Exercise prompt | Lift every line from the entries that includes the word "IntercomError".

Records for this exercise |
/---

//! Entry point for interaction with Intercom.

use chrono::Utc;
use std::sync::Arc;
use tokio::sync::OnceCell;
use tracing::{debug, info, warn};

use crate::bulk::BulkJob;
use crate::client::{IntercomApi, IntercomClient};
use crate::config::IntercomConfig;
use crate::error::{IntercomError, Result};
use crate::member::{Member, MemberSource, MemberSourceRegistry, StaticSource};
use crate::payload::{BulkItem, BulkRequest, EventPayload, PayloadBuilder, SettingsMap};
use crate::script_tags::{ScriptTags, SettingsProvider};
use crate::session::Session;
use crate::settings::{Credentials, SettingResolver};

/// Builds an API client from an access token.
pub type ClientFactory = Arc<dyn Fn(&str) -> Result<Arc<dyn IntercomApi>> + Send + Sync>;

/// Syncs members to Intercom and records events against them.
///
/// Each instance owns one lazily created API client, built on first use from
/// the resolved access token and reused afterwards.
pub struct Intercom {
    config: IntercomConfig,
    credentials: Credentials,
    payloads: PayloadBuilder,
    /// Custom provider; `None` means [`ScriptTags`] over the current credentials.
    settings_provider: Option<Arc<dyn SettingsProvider>>,
    user_source: Arc<dyn MemberSource>,
    client_factory: ClientFactory,
    client: OnceCell<Arc<dyn IntercomApi>>,
}

impl Intercom {
    /// Start building an instance from configuration.
    #[must_use]
    pub fn builder(config: IntercomConfig) -> IntercomBuilder {
        IntercomBuilder::new(config)
    }

    #[must_use]
    pub fn config(&self) -> &IntercomConfig {
        &self.config
    }

    pub fn access_token(&self) -> Result<&str> {
        self.credentials.access_token()
    }

    /// Override the access token. Has no effect once the client exists.
    pub fn set_access_token(&mut self, token: impl Into<String>) {
        if self.client.initialized() {
            warn!("Access token changed after the Intercom client was created");
        }
        self.credentials.set_access_token(token);
    }

    pub fn app_id(&self) -> Result<&str> {
        self.credentials.app_id()
    }

    /// Override the app id. The default settings provider picks it up on the
    /// next call.
    pub fn set_app_id(&mut self, app_id: impl Into<String>) {
        self.credentials.set_app_id(app_id);
    }

    /// The API client, created on first call.
    ///
    /// Concurrent first callers wait on a single construction.
    pub async fn client(&self) -> Result<Arc<dyn IntercomApi>> {
        let client = self
            .client
            .get_or_try_init(|| async {
                let token = self.credentials.access_token()?;
                debug!("Creating Intercom client");
                (self.client_factory)(token)
            })
            .await?;
        Ok(Arc::clone(client))
    }

    /// Every member to sync: the configured `user_list` source, or the whole
    /// directory when none is configured.
    pub async fn user_list(&self) -> Result<Vec<Member>> {
        self.user_source.members().await
    }

    /// The raw widget settings for one member, `app_id` and `user_hash` included.
    pub fn member_settings(&self, member: &Member) -> Result<SettingsMap> {
        match &self.settings_provider {
            Some(provider) => provider.settings(member),
            None => ScriptTags::new(
                self.credentials.app_id().ok().map(str::to_string),
                self.credentials.secret_key().map(str::to_string),
            )
            .settings(member),
        }
    }

    /// The bulk payload for one member.
    pub fn user_payload(&self, member: &Member) -> Result<SettingsMap> {
        let settings = self.member_settings(member)?;
        self.payloads.build(settings)
    }

    /// Bulk load members using the same settings they'd get when logging in.
    ///
    /// All members go out in one bulk request; an empty slice still submits
    /// an (empty) job. Remote failures are returned untouched.
    pub async fn bulk_load_users(&self, members: &[Member]) -> Result<BulkJob> {
        let items = members
            .iter()
            .map(|m| self.user_payload(m).map(BulkItem::post_user))
            .collect::<Result<Vec<_>>>()?;
        let request = BulkRequest { items };

        let client = self.client().await?;
        info!(items = request.len(), "Submitting Intercom bulk user job");
        let job = client.bulk_users(&request).await?;
        info!(job_id = %job.id, "Intercom bulk job accepted");

        Ok(BulkJob::new(client, job.id))
    }

    /// Bulk load everything [`Self::user_list`] returns.
    pub async fn bulk_load_all(&self) -> Result<BulkJob> {
        let members = self.user_list().await?;
        self.bulk_load_users(&members).await
    }

    /// Handle for an existing bulk job.
    pub async fn bulk_job(&self, id: impl Into<String>) -> Result<BulkJob> {
        Ok(BulkJob::new(self.client().await?, id))
    }

    /// Track an event against `member`.
    ///
    /// `data` is sent as event metadata when non-empty. Fails with
    /// [`IntercomError::MissingIdentity`] before touching the network when
    /// the member has neither an email nor a user id.
    pub async fn track_event(
        &self,
        event_name: &str,
        data: SettingsMap,
        member: &Member,
    ) -> Result<()> {
        let settings = self.member_settings(member)?;
        let payload =
            EventPayload::for_identity(event_name, &settings, data, Utc::now().timestamp())?;

        debug!(event = event_name, "Tracking Intercom event");
        self.client().await?.create_event(&payload).await
    }

    /// Track an event against whoever is logged in to `session`.
    pub async fn track_session_event(
        &self,
        session: &dyn Session,
        event_name: &str,
        data: SettingsMap,
    ) -> Result<()> {
        let member = session
            .current_member()
            .ok_or(IntercomError::MissingIdentity)?;
        self.track_event(event_name, data, &member).await
    }
}

/// Builder for [`Intercom`].
pub struct IntercomBuilder {
    config: IntercomConfig,
    resolver: Option<SettingResolver>,
    access_token: Option<String>,
    app_id: Option<String>,
    settings_provider: Option<Arc<dyn SettingsProvider>>,
    directory: Option<Arc<dyn MemberSource>>,
    registry: MemberSourceRegistry,
    client_factory: Option<ClientFactory>,
}

impl IntercomBuilder {
    fn new(config: IntercomConfig) -> Self {
        Self {
            config,
            resolver: None,
            access_token: None,
            app_id: None,
            settings_provider: None,
            directory: None,
            registry: MemberSourceRegistry::new(),
            client_factory: None,
        }
    }

    /// Where secrets are looked up. Defaults to the environment, then the
    /// config's `constants`.
    #[must_use]
    pub fn resolver(mut self, resolver: SettingResolver) -> Self {
        self.resolver = Some(resolver);
        self
    }

    #[must_use]
    pub fn access_token(mut self, token: impl Into<String>) -> Self {
        self.access_token = Some(token.into());
        self
    }

    #[must_use]
    pub fn app_id(mut self, app_id: impl Into<String>) -> Self {
        self.app_id = Some(app_id.into());
        self
    }

    #[must_use]
    pub fn settings_provider(mut self, provider: Arc<dyn SettingsProvider>) -> Self {
        self.settings_provider = Some(provider);
        self
    }

    /// The full member directory, used when `user_list` is unset.
    #[must_use]
    pub fn directory(mut self, directory: Arc<dyn MemberSource>) -> Self {
        self.directory = Some(directory);
        self
    }

    /// Make a member source available to `user_list` under `name`.
    #[must_use]
    pub fn register_source<F>(mut self, name: impl Into<String>, factory: F) -> Self
    where
        F: Fn() -> Arc<dyn MemberSource> + Send + Sync + 'static,
    {
        self.registry.register(name, factory);
        self
    }

    #[must_use]
    pub fn client_factory(mut self, factory: ClientFactory) -> Self {
        self.client_factory = Some(factory);
        self
    }

    /// Resolve credentials and the member source.
    ///
    /// A malformed or unknown `user_list` is a configuration error here,
    /// not at first use.
    pub fn build(self) -> Result<Intercom> {
        let resolver = self
            .resolver
            .unwrap_or_else(|| SettingResolver::with_constants(self.config.constants.clone()));

        let mut credentials = Credentials::resolve(&resolver);
        if let Some(token) = self.access_token {
            credentials.set_access_token(token);
        }
        if let Some(app_id) = self.app_id {
            credentials.set_app_id(app_id);
        }

        let user_source = match self.config.user_list_ref()? {
            Some(reference) => self.registry.resolve(&reference)?,
            None => self.directory.unwrap_or_else(|| {
                warn!("No member directory configured, user list will be empty");
                Arc::new(StaticSource::default())
            }),
        };

        let client_factory = self.client_factory.unwrap_or_else(|| {
            let base_url = self.config.api_base_url.clone();
            Arc::new(move |token: &str| {
                let client = IntercomClient::new(token)?.with_base_url(base_url.as_str());
                Ok(Arc::new(client) as Arc<dyn IntercomApi>)
            })
        });

        let payloads = PayloadBuilder::new(
            self.config.user_fields.clone(),
            self.config.company_fields.clone(),
        );

        Ok(Intercom {
            config: self.config,
            credentials,
            payloads,
            settings_provider: self.settings_provider,
            user_source,
            client_factory,
            client: OnceCell::new(),
        })
    }
}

\---

Written solution |
use crate::error::{IntercomError, Result};
    /// [`IntercomError::MissingIdentity`] before touching the network when
            .ok_or(IntercomError::MissingIdentity)?;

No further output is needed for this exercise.